Look through the records below for the line with "Copy, PartialEq, Eq)]" and the line with "assert!(value.chars().all(|c| c.is_ascii_alphanumeric() ||", then return those lines and all lines between, exactly.

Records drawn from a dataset
▼▼▼

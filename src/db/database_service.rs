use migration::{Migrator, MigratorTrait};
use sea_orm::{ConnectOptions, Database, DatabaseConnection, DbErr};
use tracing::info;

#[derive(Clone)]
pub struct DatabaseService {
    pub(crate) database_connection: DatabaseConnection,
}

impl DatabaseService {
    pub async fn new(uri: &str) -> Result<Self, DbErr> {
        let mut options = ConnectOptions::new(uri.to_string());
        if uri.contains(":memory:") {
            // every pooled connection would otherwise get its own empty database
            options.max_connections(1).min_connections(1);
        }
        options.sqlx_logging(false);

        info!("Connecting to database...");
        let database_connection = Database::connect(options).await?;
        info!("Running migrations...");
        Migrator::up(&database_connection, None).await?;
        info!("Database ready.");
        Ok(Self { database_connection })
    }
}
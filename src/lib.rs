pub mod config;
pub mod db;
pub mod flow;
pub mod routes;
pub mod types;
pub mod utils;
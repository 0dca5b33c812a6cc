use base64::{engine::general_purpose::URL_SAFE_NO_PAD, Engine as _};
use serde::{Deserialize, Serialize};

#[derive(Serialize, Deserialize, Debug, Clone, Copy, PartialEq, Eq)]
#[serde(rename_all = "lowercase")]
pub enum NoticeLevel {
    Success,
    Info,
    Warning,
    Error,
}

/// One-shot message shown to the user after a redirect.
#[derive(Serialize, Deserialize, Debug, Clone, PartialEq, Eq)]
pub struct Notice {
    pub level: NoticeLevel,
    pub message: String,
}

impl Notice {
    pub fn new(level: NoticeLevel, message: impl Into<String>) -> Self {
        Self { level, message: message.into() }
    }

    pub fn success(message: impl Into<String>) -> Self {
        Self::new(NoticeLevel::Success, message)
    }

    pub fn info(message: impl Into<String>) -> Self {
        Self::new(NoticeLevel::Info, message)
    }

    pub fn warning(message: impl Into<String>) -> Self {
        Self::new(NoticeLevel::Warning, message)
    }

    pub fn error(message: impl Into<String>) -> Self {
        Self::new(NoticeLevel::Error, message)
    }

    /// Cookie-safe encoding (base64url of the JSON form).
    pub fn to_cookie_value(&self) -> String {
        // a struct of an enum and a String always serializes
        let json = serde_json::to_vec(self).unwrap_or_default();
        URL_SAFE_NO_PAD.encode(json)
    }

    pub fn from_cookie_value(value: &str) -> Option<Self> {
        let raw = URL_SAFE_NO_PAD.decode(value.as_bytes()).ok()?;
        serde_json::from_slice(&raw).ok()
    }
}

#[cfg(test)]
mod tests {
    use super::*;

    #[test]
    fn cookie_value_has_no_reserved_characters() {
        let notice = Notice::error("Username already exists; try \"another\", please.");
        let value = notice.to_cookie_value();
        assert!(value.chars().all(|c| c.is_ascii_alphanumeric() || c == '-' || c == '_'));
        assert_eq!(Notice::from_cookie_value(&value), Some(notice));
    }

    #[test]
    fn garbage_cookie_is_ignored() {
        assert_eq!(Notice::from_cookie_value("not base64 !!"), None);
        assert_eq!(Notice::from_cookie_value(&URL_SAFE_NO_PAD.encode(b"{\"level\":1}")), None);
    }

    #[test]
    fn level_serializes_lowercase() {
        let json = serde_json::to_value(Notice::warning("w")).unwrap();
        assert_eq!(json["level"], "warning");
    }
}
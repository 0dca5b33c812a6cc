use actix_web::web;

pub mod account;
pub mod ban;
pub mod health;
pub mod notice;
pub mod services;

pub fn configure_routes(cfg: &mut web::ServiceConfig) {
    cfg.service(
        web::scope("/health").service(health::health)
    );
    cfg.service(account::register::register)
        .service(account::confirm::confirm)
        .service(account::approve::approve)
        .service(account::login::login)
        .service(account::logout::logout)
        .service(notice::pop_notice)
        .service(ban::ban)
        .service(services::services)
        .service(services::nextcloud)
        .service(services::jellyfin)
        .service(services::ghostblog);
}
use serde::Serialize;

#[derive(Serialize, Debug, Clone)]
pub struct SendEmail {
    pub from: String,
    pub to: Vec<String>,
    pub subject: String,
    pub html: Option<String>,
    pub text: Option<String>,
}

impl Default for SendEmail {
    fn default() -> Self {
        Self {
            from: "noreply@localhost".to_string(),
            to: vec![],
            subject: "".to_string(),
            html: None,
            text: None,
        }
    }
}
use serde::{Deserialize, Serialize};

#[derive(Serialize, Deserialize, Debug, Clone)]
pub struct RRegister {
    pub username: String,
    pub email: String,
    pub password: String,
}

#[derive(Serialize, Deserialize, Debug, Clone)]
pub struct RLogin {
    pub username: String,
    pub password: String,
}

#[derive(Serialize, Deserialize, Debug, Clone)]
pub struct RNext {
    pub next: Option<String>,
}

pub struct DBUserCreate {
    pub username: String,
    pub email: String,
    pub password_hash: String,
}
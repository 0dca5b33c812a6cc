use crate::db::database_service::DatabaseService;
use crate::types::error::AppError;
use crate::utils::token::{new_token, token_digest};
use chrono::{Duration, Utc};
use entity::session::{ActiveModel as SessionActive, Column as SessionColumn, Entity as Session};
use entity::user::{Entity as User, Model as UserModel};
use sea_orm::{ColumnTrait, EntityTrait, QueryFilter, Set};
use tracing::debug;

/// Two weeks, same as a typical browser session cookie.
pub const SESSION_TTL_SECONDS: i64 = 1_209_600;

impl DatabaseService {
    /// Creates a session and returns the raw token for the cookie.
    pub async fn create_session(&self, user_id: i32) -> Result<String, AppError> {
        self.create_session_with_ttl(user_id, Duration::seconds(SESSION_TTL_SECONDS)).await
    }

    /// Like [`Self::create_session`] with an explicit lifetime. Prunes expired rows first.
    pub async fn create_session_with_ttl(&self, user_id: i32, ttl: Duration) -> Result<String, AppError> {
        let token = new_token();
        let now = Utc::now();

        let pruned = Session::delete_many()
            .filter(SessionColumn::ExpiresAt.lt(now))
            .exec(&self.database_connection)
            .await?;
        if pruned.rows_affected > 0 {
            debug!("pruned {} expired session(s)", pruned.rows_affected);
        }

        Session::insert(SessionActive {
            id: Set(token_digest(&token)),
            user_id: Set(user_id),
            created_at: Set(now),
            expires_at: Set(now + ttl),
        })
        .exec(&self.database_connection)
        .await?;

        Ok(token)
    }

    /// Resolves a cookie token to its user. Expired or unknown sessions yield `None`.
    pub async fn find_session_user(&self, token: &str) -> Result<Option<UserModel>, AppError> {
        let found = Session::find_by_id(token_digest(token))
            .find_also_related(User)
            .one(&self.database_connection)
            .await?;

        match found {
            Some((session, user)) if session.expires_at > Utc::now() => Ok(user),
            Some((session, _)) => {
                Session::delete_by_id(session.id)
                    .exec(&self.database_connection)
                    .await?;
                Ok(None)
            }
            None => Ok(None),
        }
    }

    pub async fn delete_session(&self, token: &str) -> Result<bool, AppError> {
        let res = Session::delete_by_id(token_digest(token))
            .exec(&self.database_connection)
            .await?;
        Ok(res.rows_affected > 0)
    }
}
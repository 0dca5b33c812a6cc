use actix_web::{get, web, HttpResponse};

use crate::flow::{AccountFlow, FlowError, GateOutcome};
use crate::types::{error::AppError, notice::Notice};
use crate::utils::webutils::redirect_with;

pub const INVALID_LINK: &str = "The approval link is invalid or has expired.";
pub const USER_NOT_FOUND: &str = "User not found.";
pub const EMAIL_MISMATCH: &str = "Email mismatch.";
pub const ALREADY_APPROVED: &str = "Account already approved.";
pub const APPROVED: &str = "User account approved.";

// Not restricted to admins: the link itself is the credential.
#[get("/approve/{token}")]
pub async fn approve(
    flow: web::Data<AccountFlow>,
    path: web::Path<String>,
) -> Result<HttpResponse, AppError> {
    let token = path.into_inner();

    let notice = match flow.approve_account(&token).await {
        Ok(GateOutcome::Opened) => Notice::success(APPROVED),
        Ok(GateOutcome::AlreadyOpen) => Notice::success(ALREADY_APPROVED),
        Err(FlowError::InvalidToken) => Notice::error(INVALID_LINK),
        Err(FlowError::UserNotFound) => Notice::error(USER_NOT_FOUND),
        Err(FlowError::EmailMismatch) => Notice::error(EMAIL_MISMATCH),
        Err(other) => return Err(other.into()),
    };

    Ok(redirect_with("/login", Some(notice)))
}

▲▲▲

Result for this exercise
#[derive(Serialize, Deserialize, Debug, Clone, Copy, PartialEq, Eq)]
#[serde(rename_all = "lowercase")]
pub enum NoticeLevel {
    Success,
    Info,
    Warning,
    Error,
}

/// One-shot message shown to the user after a redirect.
#[derive(Serialize, Deserialize, Debug, Clone, PartialEq, Eq)]
pub struct Notice {
    pub level: NoticeLevel,
    pub message: String,
}

impl Notice {
    pub fn new(level: NoticeLevel, message: impl Into<String>) -> Self {
        Self { level, message: message.into() }
    }

    pub fn success(message: impl Into<String>) -> Self {
        Self::new(NoticeLevel::Success, message)
    }

    pub fn info(message: impl Into<String>) -> Self {
        Self::new(NoticeLevel::Info, message)
    }

    pub fn warning(message: impl Into<String>) -> Self {
        Self::new(NoticeLevel::Warning, message)
    }

    pub fn error(message: impl Into<String>) -> Self {
        Self::new(NoticeLevel::Error, message)
    }

    /// Cookie-safe encoding (base64url of the JSON form).
    pub fn to_cookie_value(&self) -> String {
        // a struct of an enum and a String always serializes
        let json = serde_json::to_vec(self).unwrap_or_default();
        URL_SAFE_NO_PAD.encode(json)
    }

    pub fn from_cookie_value(value: &str) -> Option<Self> {
        let raw = URL_SAFE_NO_PAD.decode(value.as_bytes()).ok()?;
        serde_json::from_slice(&raw).ok()
    }
}

#[cfg(test)]
mod tests {
    use super::*;

    #[test]
    fn cookie_value_has_no_reserved_characters() {
        let notice = Notice::error("Username already exists; try \"another\", please.");
        let value = notice.to_cookie_value();
        assert!(value.chars().all(|c| c.is_ascii_alphanumeric() || c == '-' || c == '_'));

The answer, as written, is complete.